The Formal Structure of Patent Law and the Limits of Enablement
Berkley Technology Law Journal2008-04-08
Modern American patent law is characterized by two grand themes, both of which were first sounded in the formative years of patent law but have assumed center stage today. The first has been the condensation of the invention and the inventor's legal rights around the claim, a highly formal and abstract collection of properties defining the boundaries of the patent's reach. The second has been the drive to reduce patent law to a small set of formal principles, from which the essential doctrines of patent law may be logically derived. This Article argues that those two themes are fundamentally incompatible, and that one cannot succeed but at the expense of the other.
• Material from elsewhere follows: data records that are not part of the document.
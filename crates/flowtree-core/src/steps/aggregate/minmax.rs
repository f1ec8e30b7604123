//! `MinMaxAggregateStep` (§4.7.2).

use std::collections::HashMap;
use std::sync::Arc;

use indexmap::IndexMap;
use parking_lot::Mutex;

use super::parent_address;
use crate::descriptor::TypeDescriptor;
use crate::event::{notify_modified, EventSink, SinkList, Step};
use crate::path::{Key, KeyPath, KeyPathHash, PropName, SegPath};
use crate::value::{as_numeric, Aggregate, Props, Value};

#[derive(Clone, Copy, Debug, PartialEq, Eq)]
pub enum MinMaxKind {
    Min,
    Max,
}

impl MinMaxKind {
    fn fold(self, values: impl Iterator<Item = f64>) -> Option<f64> {
        match self {
            // `fold` with a strict comparison keeps the first-seen value on
            // ties: insertion order is iteration order for `IndexMap`.
            MinMaxKind::Min => values.fold(None, |acc, v| match acc {
                None => Some(v),
                Some(cur) if v < cur => Some(v),
                Some(cur) => Some(cur),
            }),
            MinMaxKind::Max => values.fold(None, |acc, v| match acc {
                None => Some(v),
                Some(cur) if v > cur => Some(v),
                Some(cur) => Some(cur),
            }),
        }
    }
}

pub struct MinMaxAggregateStep {
    upstream: Arc<dyn Step>,
    child_seg_path: SegPath,
    tracked_property: PropName,
    property_name: PropName,
    kind: MinMaxKind,

    parents: Mutex<HashMap<KeyPathHash, IndexMap<Key, f64>>>,
    modified_sinks: Mutex<SinkList>,
}

impl MinMaxAggregateStep {
    pub fn new(
        upstream: Arc<dyn Step>,
        child_seg_path: SegPath,
        tracked_property: impl Into<PropName>,
        property_name: impl Into<PropName>,
        kind: MinMaxKind,
    ) -> Arc<Self> {
        let tracked_property = tracked_property.into();
        let step = Arc::new(Self {
            upstream: upstream.clone(),
            child_seg_path: child_seg_path.clone(),
            tracked_property: tracked_property.clone(),
            property_name: property_name.into(),
            kind,
            parents: Mutex::new(HashMap::new()),
            modified_sinks: Mutex::new(SinkList::new()),
        });

        upstream.subscribe_added(child_seg_path.clone(), step.clone());
        upstream.subscribe_removed(child_seg_path.clone(), step.clone());

        let is_mutable = upstream
            .type_descriptor()
            .at_path(child_seg_path.as_slice())
            .is_some_and(|t| t.is_mutable(&tracked_property));
        if is_mutable {
            upstream.subscribe_modified(child_seg_path, tracked_property, step.clone());
        }

        step
    }

    fn extremum(parents: &HashMap<KeyPathHash, IndexMap<Key, f64>>, kind: MinMaxKind, parent_hash: KeyPathHash) -> Aggregate<f64> {
        match parents.get(&parent_hash).and_then(|m| kind.fold(m.values().copied())) {
            Some(v) => Aggregate::Present(v),
            None => Aggregate::Absent,
        }
    }

    fn emit(&self, key_path: &KeyPath, old: Aggregate<f64>, new: Aggregate<f64>) {
        let (parent_seg, grandparent_key_path, parent_key) = parent_address(&self.child_seg_path, key_path);
        notify_modified(
            &self.modified_sinks.lock(),
            &parent_seg,
            &self.property_name,
            &grandparent_key_path,
            &parent_key,
            &old.to_json(),
            &new.to_json(),
        );
    }
}

impl Step for MinMaxAggregateStep {
    fn type_descriptor(&self) -> TypeDescriptor {
        let mut ty = self.upstream.type_descriptor();
        let (parent_seg, _) = self.child_seg_path.split_last().expect("non-root");
        if let Some(level) = ty.at_path_mut(parent_seg.as_slice()) {
            level.mark_mutable(self.property_name.clone());
        }
        ty
    }

    fn subscribe_added(&self, seg: SegPath, sink: Arc<dyn EventSink>) {
        self.upstream.subscribe_added(seg, sink);
    }

    fn subscribe_removed(&self, seg: SegPath, sink: Arc<dyn EventSink>) {
        self.upstream.subscribe_removed(seg, sink);
    }

    fn subscribe_modified(&self, seg: SegPath, property: PropName, sink: Arc<dyn EventSink>) {
        let (parent_seg, _) = self.child_seg_path.split_last().expect("non-root");
        if seg == parent_seg && property == self.property_name {
            self.modified_sinks.lock().push(sink);
        } else {
            self.upstream.subscribe_modified(seg, property, sink);
        }
    }
}

impl EventSink for MinMaxAggregateStep {
    fn on_added(&self, _seg: &SegPath, key_path: &KeyPath, key: &Key, props: &Props) {
        let parent_hash = key_path.hash_id();
        let mut parents = self.parents.lock();
        let old = Self::extremum(&parents, self.kind, parent_hash);
        if let Some(v) = as_numeric(props.get(&*self.tracked_property).unwrap_or(&Value::Null)) {
            parents.entry(parent_hash).or_default().insert(key.clone(), v);
        }
        let new = Self::extremum(&parents, self.kind, parent_hash);
        drop(parents);
        self.emit(key_path, old, new);
    }

    fn on_removed(&self, _seg: &SegPath, key_path: &KeyPath, key: &Key, _props: &Props) {
        let parent_hash = key_path.hash_id();
        let mut parents = self.parents.lock();
        let old = Self::extremum(&parents, self.kind, parent_hash);
        if let Some(m) = parents.get_mut(&parent_hash) {
            m.shift_remove(key);
        }
        let new = Self::extremum(&parents, self.kind, parent_hash);
        drop(parents);
        self.emit(key_path, old, new);
    }

    fn on_modified(&self, _seg: &SegPath, _property: &PropName, key_path: &KeyPath, key: &Key, _old: &Value, new: &Value) {
        let parent_hash = key_path.hash_id();
        let mut parents = self.parents.lock();
        let old = Self::extremum(&parents, self.kind, parent_hash);
        let m = parents.entry(parent_hash).or_default();
        match as_numeric(new) {
            Some(v) => {
                m.insert(key.clone(), v);
            }
            None => {
                m.shift_remove(key);
            }
        }
        let new_agg = Self::extremum(&parents, self.kind, parent_hash);
        drop(parents);
        self.emit(key_path, old, new_agg);
    }
}
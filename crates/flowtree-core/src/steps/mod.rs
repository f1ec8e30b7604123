//! The transparent and aggregate step implementations (§4.3–§4.7).
//!
//! "Transparent" here means shape-preserving or shape-changing steps whose
//! outputs are purely derived from upstream events — as opposed to the
//! aggregate steps in [`aggregate`], which additionally maintain per-parent
//! state and emit synthetic `modified` events of their own.

pub mod aggregate;
mod define_property;
mod drop_property;
mod filter;
mod group_by;

pub use define_property::DefinePropertyStep;
pub use drop_property::DropPropertyStep;
pub use filter::FilterStep;
pub use group_by::GroupByStep;
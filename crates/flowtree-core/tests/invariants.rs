//! Randomized checks for a handful of the testable properties in `spec.md`
//! §8 — batch equivalence, order stability, inverse-operation round-trips,
//! and filter isolation — run over seeded `rand` sequences (the teacher's
//! own data-structure crates favor targeted, seeded sequences over a broad
//! property-testing framework for this kind of invariant).

use std::sync::Arc;
use std::time::Duration;

use rand::rngs::StdRng;
use rand::{Rng, SeedableRng};

use flowtree_core::path::{Key, PropName, SegPath};
use flowtree_core::pipeline::{InMemoryStateContainer, Pipeline};
use flowtree_core::steps::aggregate::CommutativeAggregateStep;
use flowtree_core::steps::{FilterStep, GroupByStep};
use flowtree_core::tree::{MaterializedTree, Row};
use flowtree_core::value::{Props, Value};
use flowtree_core::InputStep;

fn props(amount: i64) -> Props {
    [("amount".to_string(), Value::from(amount))].into_iter().collect()
}

/// Flattens a materialized tree into a `serde_json::Value` so tests can
/// compare whole trees with `assert_eq!` — `Row`/`KeyedArray` have no
/// `PartialEq` of their own, and array order (a `Vec`'s `PartialEq`) is
/// exactly what order-stability assertions need to be sensitive to, while
/// object-field order (child array names) should not matter.
fn row_to_json(key: &Key, row: &Row) -> Value {
    let mut obj = Props::new();
    obj.insert("__key".to_string(), Value::String(key.to_string()));
    for (k, v) in &row.props {
        obj.insert(k.clone(), v.clone());
    }
    for (name, array) in &row.children {
        obj.insert(name.to_string(), Value::Array(array.iter().map(|(k, r)| row_to_json(k, r)).collect()));
    }
    Value::Object(obj)
}

fn tree_to_json(tree: &MaterializedTree) -> Value {
    Value::Array(tree.iter().map(|(k, r)| row_to_json(k, r)).collect())
}

/// Wires `InputStep -> GroupByStep(all rows into one "items" group) ->
/// CommutativeAggregateStep(sum amount -> total)`, bound through a real
/// [`Pipeline`] and [`InMemoryStateContainer`] — exactly the shape `spec.md`
/// §8's scenarios use, parameterized on the batch threshold/time slice so
/// the same sequence can be replayed at different flush granularities.
fn build_summed_group(threshold: usize, slice_ms: u64) -> (Arc<InputStep>, Pipeline, Arc<InMemoryStateContainer>) {
    let input = InputStep::new();
    let grouped = GroupByStep::new(input.clone(), SegPath::root(), vec![], "items");
    let total = CommutativeAggregateStep::new(
        grouped,
        SegPath::root().child("items"),
        "amount",
        "total",
        0.0,
        |acc, p| acc + p.get("amount").and_then(Value::as_f64).unwrap_or(0.0),
        |acc, p| acc - p.get("amount").and_then(Value::as_f64).unwrap_or(0.0),
    );
    let sink = InMemoryStateContainer::new();
    let pipeline = Pipeline::with_batch_params(input.clone(), total, sink.clone(), threshold, Duration::from_millis(slice_ms));
    (input, pipeline, sink)
}

enum Op {
    Add(Key, i64),
    Remove(Key, i64),
}

fn random_add_remove_sequence(seed: u64, steps: usize) -> (Vec<Op>, Vec<(Key, i64)>) {
    let mut rng = StdRng::seed_from_u64(seed);
    let mut present: Vec<(Key, i64)> = Vec::new();
    let mut ops = Vec::new();
    let mut next_id = 0u32;

    for _ in 0..steps {
        let do_add = present.is_empty() || rng.gen_bool(0.6);
        if do_add {
            let amount = rng.gen_range(-50..=50);
            let key: Key = format!("k{next_id}").into();
            next_id += 1;
            present.push((key.clone(), amount));
            ops.push(Op::Add(key, amount));
        } else {
            let idx = rng.gen_range(0..present.len());
            let (key, amount) = present.remove(idx);
            ops.push(Op::Remove(key, amount));
        }
    }
    (ops, present)
}

fn replay(pipeline: &Pipeline, ops: &[Op]) {
    for op in ops {
        match op {
            Op::Add(key, amount) => pipeline.add(key.clone(), props(*amount)),
            Op::Remove(key, amount) => pipeline.remove(key.clone(), props(*amount)),
        }
    }
}

/// Property #1, "batch equivalence": the materialized tree after a random
/// add/remove sequence is identical whether the updater coalesces
/// everything into one flush (large threshold, long time slice) or flushes
/// after nearly every single operation (threshold of 1) — batching only
/// changes delivery cadence, never the final state, because operations are
/// always applied in the order they were enqueued.
#[test]
fn batch_equivalence_is_independent_of_flush_granularity() {
    flowtree_log::setup_native_logging();
    let (ops, _present) = random_add_remove_sequence(42, 200);

    let (_input_a, pipeline_a, sink_a) = build_summed_group(1, 1);
    replay(&pipeline_a, &ops);
    pipeline_a.force_flush();

    let (_input_b, pipeline_b, sink_b) = build_summed_group(10_000, 60_000);
    replay(&pipeline_b, &ops);
    pipeline_b.force_flush();

    similar_asserts::assert_eq!(tree_to_json(&sink_a.snapshot()), tree_to_json(&sink_b.snapshot()));
}

/// Property #2, "order stability": a keyed array's iteration order always
/// matches the order rows were (re-)inserted — a removed row's slot
/// collapses, it does not leave a gap or get resurrected mid-sequence.
#[test]
fn order_stability_survives_interleaved_add_remove() {
    flowtree_log::setup_native_logging();
    let (_input, pipeline, sink) = build_summed_group(DEFAULT_THRESHOLD, DEFAULT_SLICE_MS);

    pipeline.add("a", props(1));
    pipeline.add("b", props(2));
    pipeline.add("c", props(3));
    pipeline.remove("b", props(2));
    pipeline.add("d", props(4));
    pipeline.force_flush();

    let tree = sink.snapshot();
    let (_, group_row) = tree.iter().next().expect("one synthetic group row");
    let items = group_row.children.get(&PropName::from("items")).expect("items child array present");
    let order: Vec<String> = items.iter().map(|(k, _)| k.to_string()).collect();
    assert_eq!(order, vec!["a", "c", "d"]);
}

const DEFAULT_THRESHOLD: usize = 256;
const DEFAULT_SLICE_MS: u64 = 16;

/// Property #4: for any sequence where every `add` is eventually matched by
/// a `remove` carrying the same props, the materialized tree returns to
/// exactly its starting (empty) state — removal is the true inverse of
/// insertion, not just a decrement that happens to look empty.
#[test]
fn round_trip_on_inverse_operations_returns_to_starting_state() {
    flowtree_log::setup_native_logging();
    for seed in [1u64, 2, 3, 7, 99] {
        let (mut ops, present) = random_add_remove_sequence(seed, 60);
        // Close out anything still present at the end of the random prefix
        // so every add has a matching remove by the time replay finishes.
        for (key, amount) in present {
            ops.push(Op::Remove(key, amount));
        }

        let (_input, pipeline, sink) = build_summed_group(DEFAULT_THRESHOLD, DEFAULT_SLICE_MS);
        replay(&pipeline, &ops);
        pipeline.force_flush();

        let tree = sink.snapshot();
        similar_asserts::assert_eq!(tree_to_json(&tree), Value::Array(vec![]), "seed {seed}: tree should be empty after every add is undone");
    }
}

/// Property #6, "filter isolation": rows that never satisfy the predicate
/// never reach anything downstream of the filter, regardless of how they're
/// interleaved with rows that do — a failing row's churn (even repeated
/// add/remove) must not leak into the filtered view.
#[test]
fn filter_isolation_only_ever_exposes_passing_rows() {
    flowtree_log::setup_native_logging();
    let input = InputStep::new();
    let filtered = FilterStep::new(input.clone(), SegPath::root(), |p: &Props| p.get("active").and_then(Value::as_bool).unwrap_or(false), vec!["active".into()]);
    let sink = InMemoryStateContainer::new();
    let pipeline = Pipeline::new(input.clone(), filtered, sink.clone());

    let mut rng = StdRng::seed_from_u64(7);
    let mut expected_active: Vec<Key> = Vec::new();
    let mut all_present: Vec<(Key, bool)> = Vec::new();

    for i in 0..80 {
        let key: Key = format!("r{i}").into();
        let active = rng.gen_bool(0.5);
        let row_props: Props = [("active".to_string(), Value::Bool(active))].into_iter().collect();
        pipeline.add(key.clone(), row_props);
        if active {
            expected_active.push(key.clone());
        }
        all_present.push((key, active));
    }
    pipeline.force_flush();

    let tree = sink.snapshot();
    let visible: Vec<String> = tree.iter().map(|(k, _)| k.to_string()).collect();
    let expected: Vec<String> = expected_active.iter().map(|k| k.to_string()).collect();
    assert_eq!(visible, expected, "only rows passing the predicate ever reach the state sink");

    for (key, active) in &all_present {
        if !active {
            assert!(tree.get(key).is_none(), "row {key} never passed the filter and must never be visible");
        }
    }
}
In particular, a coherent doctrine of claim scope cannot be formulated in terms of patent law's enablement doctrine without abandoning the basic tenets of the claim system. If we are to preserve the modern claim system, we must invoke the doctrine of written description, a remnant of the pre-claim era whose nature and continued existence is hotly contested today. This Article contends that the true function of the written description doctrine is to serve as a doctrine of definition. Once this function is recognized, the essential role of written description in modern patent law becomes clear.